▶ [TO DO]
Produce an exact copy of the data below.

Excerpts from a dataset:
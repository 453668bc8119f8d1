//! at(1)-backed command executor.

use std::path::PathBuf;
use std::process::{Output, Stdio};

use async_trait::async_trait;
use calcron_core::ports::{CommandExecutor, JobId};
use calcron_core::{CalcronError, CalcronResult};
use chrono::NaiveDateTime;
use tokio::io::AsyncWriteExt;
use tokio::process::Command;
use tracing::{debug, info};

pub struct AtExecutor {
    binary: String,
}

impl AtExecutor {
    pub fn new(binary: impl Into<String>) -> Self {
        AtExecutor {
            binary: binary.into(),
        }
    }

    fn binary_path(&self) -> CalcronResult<PathBuf> {
        which::which(&self.binary)
            .map_err(|_| CalcronError::Executor(format!("'{}' not found in PATH", self.binary)))
    }

    async fn run(&self, args: &[String], stdin: Option<&str>) -> CalcronResult<Output> {
        let binary = self.binary_path()?;
        debug!(binary = %binary.display(), ?args, "Running at");

        let mut child = Command::new(&binary)
            .args(args)
            .stdin(Stdio::piped())
            .stdout(Stdio::piped())
            .stderr(Stdio::piped())
            .kill_on_drop(true)
            .spawn()
            .map_err(|e| {
                CalcronError::Executor(format!("Failed to spawn {}: {}", binary.display(), e))
            })?;

        let mut pipe = child
            .stdin
            .take()
            .ok_or_else(|| CalcronError::Executor("at stdin unavailable".into()))?;
        if let Some(input) = stdin {
            pipe.write_all(input.as_bytes()).await?;
            pipe.write_all(b"\n").await?;
        }
        drop(pipe);

        let output = child.wait_with_output().await?;
        if !output.status.success() {
            return Err(CalcronError::Executor(format!(
                "{} exited with status {}: {}",
                self.binary,
                output.status.code().unwrap_or(-1),
                String::from_utf8_lossy(&output.stderr).trim()
            )));
        }
        Ok(output)
    }
}

/// The `-t` time argument, `[[CC]YY]MMDDhhmm`.
pub fn at_time(at: NaiveDateTime) -> String {
    at.format("%Y%m%d%H%M").to_string()
}

/// Find the job number in at's `job 12 at Thu Oct 15 10:00:00 2026` line.
pub fn parse_job_id(output: &str) -> Option<JobId> {
    output.lines().find_map(|line| {
        let mut words = line.split_whitespace();
        if words.next()? != "job" {
            return None;
        }
        let id = words.next()?;
        (words.next()? == "at" && id.chars().all(|c| c.is_ascii_digit())).then(|| id.to_string())
    })
}

#[async_trait]
impl CommandExecutor for AtExecutor {
    async fn schedule(&self, command: &str, at: NaiveDateTime) -> CalcronResult<JobId> {
        let output = self
            .run(&["-t".to_string(), at_time(at)], Some(command))
            .await?;

        let stderr = String::from_utf8_lossy(&output.stderr);
        let id = parse_job_id(&stderr).ok_or_else(|| {
            CalcronError::Executor(format!("No job id in at output: {}", stderr.trim()))
        })?;

        info!(job = %id, %at, command, "Scheduled");
        Ok(id)
    }

    async fn cancel(&self, job_ids: &[JobId]) -> CalcronResult<()> {
        if job_ids.is_empty() {
            return Ok(());
        }

        let mut args = vec!["-d".to_string()];
        args.extend(job_ids.iter().cloned());
        self.run(&args, None).await?;

        info!(jobs = ?job_ids, "Cancelled");
        Ok(())
    }
}

#[cfg(test)]
mod tests {
    use super::*;
    use chrono::NaiveDate;

    #[test]
    fn test_parse_job_id() {
        let stderr = concat!(
            "warning: commands will be executed using /bin/sh\n",
            "job 42 at Thu Oct 15 10:00:00 2026\n"
        );
        assert_eq!(parse_job_id(stderr), Some("42".to_string()));
        assert_eq!(parse_job_id("job 7 at 2026-10-15 10:00"), Some("7".to_string()));
        assert_eq!(parse_job_id("Can't open /var/run/atd.pid"), None);
        assert_eq!(parse_job_id("job queue empty"), None);
    }

    #[test]
    fn test_at_time() {
        let at = NaiveDate::from_ymd_opt(2026, 3, 7)
            .unwrap()
            .and_hms_opt(9, 5, 0)
            .unwrap();
        assert_eq!(at_time(at), "202603070905");
    }

    #[tokio::test]
    async fn test_cancel_nothing_does_not_spawn() {
        let executor = AtExecutor::new("definitely-not-an-at-binary");
        executor.cancel(&[]).await.unwrap();
    }

    #[tokio::test]
    async fn test_missing_binary_is_executor_error() {
        let executor = AtExecutor::new("definitely-not-an-at-binary");
        let at = NaiveDate::from_ymd_opt(2026, 3, 7)
            .unwrap()
            .and_hms_opt(9, 5, 0)
            .unwrap();

        assert!(matches!(
            executor.schedule("true", at).await,
            Err(CalcronError::Executor(_))
        ));
    }
}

▶ [WRITTEN REPLY]
repository 453668bc8119f8d1
//! at(1)-backed command executor.

use std::path::PathBuf;
use std::process::{Output, Stdio};

use async_trait::async_trait;
use calcron_core::ports::{CommandExecutor, JobId};
use calcron_core::{CalcronError, CalcronResult};
use chrono::NaiveDateTime;
use tokio::io::AsyncWriteExt;
use tokio::process::Command;
use tracing::{debug, info};

pub struct AtExecutor {
    binary: String,
}

impl AtExecutor {
    pub fn new(binary: impl Into<String>) -> Self {
        AtExecutor {
            binary: binary.into(),
        }
    }

    fn binary_path(&self) -> CalcronResult<PathBuf> {
        which::which(&self.binary)
            .map_err(|_| CalcronError::Executor(format!("'{}' not found in PATH", self.binary)))
    }

    async fn run(&self, args: &[String], stdin: Option<&str>) -> CalcronResult<Output> {
        let binary = self.binary_path()?;
        debug!(binary = %binary.display(), ?args, "Running at");

        let mut child = Command::new(&binary)
            .args(args)
            .stdin(Stdio::piped())
            .stdout(Stdio::piped())
            .stderr(Stdio::piped())
            .kill_on_drop(true)
            .spawn()
            .map_err(|e| {
                CalcronError::Executor(format!("Failed to spawn {}: {}", binary.display(), e))
            })?;

        let mut pipe = child
            .stdin
            .take()
            .ok_or_else(|| CalcronError::Executor("at stdin unavailable".into()))?;
        if let Some(input) = stdin {
            pipe.write_all(input.as_bytes()).await?;
            pipe.write_all(b"\n").await?;
        }
        drop(pipe);

        let output = child.wait_with_output().await?;
        if !output.status.success() {
            return Err(CalcronError::Executor(format!(
                "{} exited with status {}: {}",
                self.binary,
                output.status.code().unwrap_or(-1),
                String::from_utf8_lossy(&output.stderr).trim()
            )));
        }
        Ok(output)
    }
}

/// The `-t` time argument, `[[CC]YY]MMDDhhmm`.
pub fn at_time(at: NaiveDateTime) -> String {
    at.format("%Y%m%d%H%M").to_string()
}

/// Find the job number in at's `job 12 at Thu Oct 15 10:00:00 2026` line.
pub fn parse_job_id(output: &str) -> Option<JobId> {
    output.lines().find_map(|line| {
        let mut words = line.split_whitespace();
        if words.next()? != "job" {
            return None;
        }
        let id = words.next()?;
        (words.next()? == "at" && id.chars().all(|c| c.is_ascii_digit())).then(|| id.to_string())
    })
}

#[async_trait]
impl CommandExecutor for AtExecutor {
    async fn schedule(&self, command: &str, at: NaiveDateTime) -> CalcronResult<JobId> {
        let output = self
            .run(&["-t".to_string(), at_time(at)], Some(command))
            .await?;

        let stderr = String::from_utf8_lossy(&output.stderr);
        let id = parse_job_id(&stderr).ok_or_else(|| {
            CalcronError::Executor(format!("No job id in at output: {}", stderr.trim()))
        })?;

        info!(job = %id, %at, command, "Scheduled");
        Ok(id)
    }

    async fn cancel(&self, job_ids: &[JobId]) -> CalcronResult<()> {
        if job_ids.is_empty() {
            return Ok(());
        }

        let mut args = vec!["-d".to_string()];
        args.extend(job_ids.iter().cloned());
        self.run(&args, None).await?;

        info!(jobs = ?job_ids, "Cancelled");
        Ok(())
    }
}

#[cfg(test)]
mod tests {
    use super::*;
    use chrono::NaiveDate;

    #[test]
    fn test_parse_job_id() {
        let stderr = concat!(
            "warning: commands will be executed using /bin/sh\n",
            "job 42 at Thu Oct 15 10:00:00 2026\n"
        );
        assert_eq!(parse_job_id(stderr), Some("42".to_string()));
        assert_eq!(parse_job_id("job 7 at 2026-10-15 10:00"), Some("7".to_string()));
        assert_eq!(parse_job_id("Can't open /var/run/atd.pid"), None);
        assert_eq!(parse_job_id("job queue empty"), None);
    }

    #[test]
    fn test_at_time() {
        let at = NaiveDate::from_ymd_opt(2026, 3, 7)
            .unwrap()
            .and_hms_opt(9, 5, 0)
            .unwrap();
        assert_eq!(at_time(at), "202603070905");
    }

    #[tokio::test]
    async fn test_cancel_nothing_does_not_spawn() {
        let executor = AtExecutor::new("definitely-not-an-at-binary");
        executor.cancel(&[]).await.unwrap();
    }

    #[tokio::test]
    async fn test_missing_binary_is_executor_error() {
        let executor = AtExecutor::new("definitely-not-an-at-binary");
        let at = NaiveDate::from_ymd_opt(2026, 3, 7)
            .unwrap()
            .and_hms_opt(9, 5, 0)
            .unwrap();

        assert!(matches!(
            executor.schedule("true", at).await,
            Err(CalcronError::Executor(_))
        ));
    }
}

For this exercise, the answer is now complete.